Records drawn from a dataset
==============================

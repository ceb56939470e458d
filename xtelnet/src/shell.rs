//! Slash-command tree: turns one line of UI input into either raw bytes
//! sent to the remote or a session-control side effect.
//!
//! Tree shape (forest rooted at `"/"`, handler XOR child-map per node) and
//! the no-argument child-listing fallback are grounded on
//! `original_source/session/command.go`'s `GetRootCmd()` introspection.
//! Tokenization reuses `huntwj-tinyfugue`'s `config.rs` `split_args`
//! quoted-argument-aware whitespace splitter.

use std::collections::BTreeMap;
use std::sync::atomic::Ordering;
use std::sync::Arc;

use crate::session::Session;

/// What a handler (or the top-level dispatch) produced, funneled per
/// spec.md §4.10: `message` to the output fan-out, `bytes` to the
/// session's `send`, `error` to the output fan-out prefixed as an error.
#[derive(Debug, Default)]
pub struct CommandResult {
    pub message: Option<String>,
    pub bytes: Option<Vec<u8>>,
    pub error: Option<String>,
}

impl CommandResult {
    fn msg(s: impl Into<String>) -> Self {
        Self { message: Some(s.into()), ..Default::default() }
    }

    fn err(s: impl Into<String>) -> Self {
        Self { error: Some(s.into()), ..Default::default() }
    }
}

type Handler = Arc<dyn Fn(&Arc<Session>, &[String]) -> CommandResultFuture + Send + Sync>;

/// Handlers are synchronous-returning-a-future so `open`/`close`, which
/// need `.await`, and the purely synchronous toggles share one signature.
type CommandResultFuture = std::pin::Pin<Box<dyn std::future::Future<Output = CommandResult> + Send>>;

enum Node {
    Handler { handler: Handler, usage: &'static str, description: &'static str },
    Children { children: BTreeMap<&'static str, Node>, description: &'static str },
}

/// The command tree plus the line-level tokenizer/dispatcher.
pub struct Shell {
    root: Node,
}

impl Shell {
    pub fn new() -> Self {
        let mut root_children: BTreeMap<&'static str, Node> = BTreeMap::new();

        root_children.insert(
            "open",
            Node::Handler {
                handler: Arc::new(|session, args| Box::pin(open_handler(session.clone(), args.to_vec()))),
                usage: "open <host> <port>",
                description: "connect to a remote host",
            },
        );
        root_children.insert(
            "close",
            Node::Handler {
                handler: Arc::new(|session, _args| {
                    let session = session.clone();
                    Box::pin(async move {
                        session.close_nvt();
                        CommandResult::msg("connection closed")
                    })
                }),
                usage: "close",
                description: "close the current connection",
            },
        );
        root_children.insert(
            "detach",
            Node::Handler {
                handler: Arc::new(|_session, _args| {
                    Box::pin(async { CommandResult::err("use the UI's detach key to detach") })
                }),
                usage: "detach",
                description: "detach the UI (handled by the terminal frontend)",
            },
        );
        root_children.insert(
            "exit",
            Node::Handler {
                handler: Arc::new(|session, _args| {
                    let session = session.clone();
                    Box::pin(async move {
                        session.close_daemon();
                        CommandResult::msg("session exiting")
                    })
                }),
                usage: "exit",
                description: "terminate the whole session daemon",
            },
        );

        let mut debug_children: BTreeMap<&'static str, Node> = BTreeMap::new();
        debug_children.insert("iac", toggle_node("iac", "show raw IAC negotiation", |s| &s.debug_iac));
        debug_children.insert("color", toggle_node("color", "show raw color codes", |s| &s.debug_color));
        debug_children.insert(
            "ansicolor",
            toggle_node("ansicolor", "show raw ANSI color escapes", |s| &s.debug_ansicolor),
        );
        root_children.insert("debug", Node::Children { children: debug_children, description: "debug toggles" });

        let mut set_children: BTreeMap<&'static str, Node> = BTreeMap::new();
        set_children.insert("GA", toggle_node("GA", "show literal IAC GA markers", |s| &s.ga_visible));
        root_children.insert("set", Node::Children { children: set_children, description: "session settings" });

        Self { root: Node::Children { children: root_children, description: "root" } }
    }

    /// Dispatch one line of UI input. Raw (non-`/`) input is turned into
    /// `bytes` directly; slash-prefixed input descends the command tree.
    pub async fn dispatch(&self, session: &Arc<Session>, line: &str) -> CommandResult {
        if line.is_empty() || !line.starts_with('/') {
            let mut bytes = line.as_bytes().to_vec();
            bytes.extend_from_slice(b"\r\n");
            return CommandResult { bytes: Some(bytes), ..Default::default() };
        }

        let tokens = split_args(&line[1..]);
        if tokens.is_empty() {
            return Self::describe(&self.root);
        }

        let mut node = &self.root;
        let mut i = 0;
        while let Node::Children { children, .. } = node {
            let Some(name) = tokens.get(i) else { return Self::describe(node) };
            let Some(child) = children.get(name.as_str()) else {
                let mut result = Self::describe(node);
                result.error = Some(format!("command not found: {name}"));
                return result;
            };
            node = child;
            i += 1;
        }

        match node {
            Node::Handler { handler, .. } => handler(session, &tokens[i..]).await,
            Node::Children { .. } => Self::describe(node),
        }
    }

    fn describe(node: &Node) -> CommandResult {
        match node {
            Node::Handler { usage, description, .. } => CommandResult::msg(format!("{description}\nusage: {usage}")),
            Node::Children { children, .. } => {
                let listing: Vec<String> = children
                    .iter()
                    .map(|(name, child)| {
                        let desc = match child {
                            Node::Handler { description, .. } => description,
                            Node::Children { description, .. } => description,
                        };
                        format!("{name} - {desc}")
                    })
                    .collect();
                CommandResult::msg(listing.join("\n"))
            }
        }
    }
}

impl Default for Shell {
    fn default() -> Self {
        Self::new()
    }
}

fn toggle_node(
    name: &'static str,
    description: &'static str,
    flag: fn(&Session) -> &std::sync::atomic::AtomicBool,
) -> Node {
    Node::Handler {
        handler: Arc::new(move |session, _args| {
            let session = session.clone();
            Box::pin(async move {
                let f = flag(&session);
                let now = !f.load(Ordering::SeqCst);
                f.store(now, Ordering::SeqCst);
                CommandResult::msg(format!("{} = {}", name, now))
            })
        }),
        usage: name,
        description,
    }
}

async fn open_handler(session: Arc<Session>, args: Vec<String>) -> CommandResult {
    let [host, port_str] = args.as_slice() else {
        return CommandResult::err("usage: open <host> <port>");
    };
    let Ok(port) = port_str.parse::<u16>() else {
        return CommandResult::err("port must be an integer in 1..65535");
    };
    if port == 0 {
        return CommandResult::err("port must be an integer in 1..65535");
    }
    match session.open(host, port).await {
        Ok(()) => CommandResult::msg(format!("connected to {host}:{port}")),
        Err(e) => CommandResult::err(e),
    }
}

/// Quoted-argument-aware whitespace tokenizer, same shape as
/// `huntwj-tinyfugue`'s `config.rs::split_args`.
fn split_args(s: &str) -> Vec<String> {
    let mut args: Vec<String> = Vec::new();
    let mut cur = String::new();
    let mut in_quotes = false;
    let mut chars = s.chars();

    while let Some(ch) = chars.next() {
        match ch {
            '"' if !in_quotes => in_quotes = true,
            '"' if in_quotes => in_quotes = false,
            '\\' if in_quotes => {
                if let Some(escaped) = chars.next() {
                    cur.push(escaped);
                }
            }
            c if c.is_ascii_whitespace() && !in_quotes => {
                if !cur.is_empty() {
                    args.push(std::mem::take(&mut cur));
                }
            }
            c => cur.push(c),
        }
    }
    if !cur.is_empty() {
        args.push(cur);
    }
    args
}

==============================

Each line from the beginning of the entries to the line with "are grounded on" must be repeated exactly, with both end lines kept and no other lines given.

repository ceb56939470e458d
filename xtelnet/src/shell.rs
//! Slash-command tree: turns one line of UI input into either raw bytes
//! sent to the remote or a session-control side effect.
//!
//! Tree shape (forest rooted at `"/"`, handler XOR child-map per node) and
//! the no-argument child-listing fallback are grounded on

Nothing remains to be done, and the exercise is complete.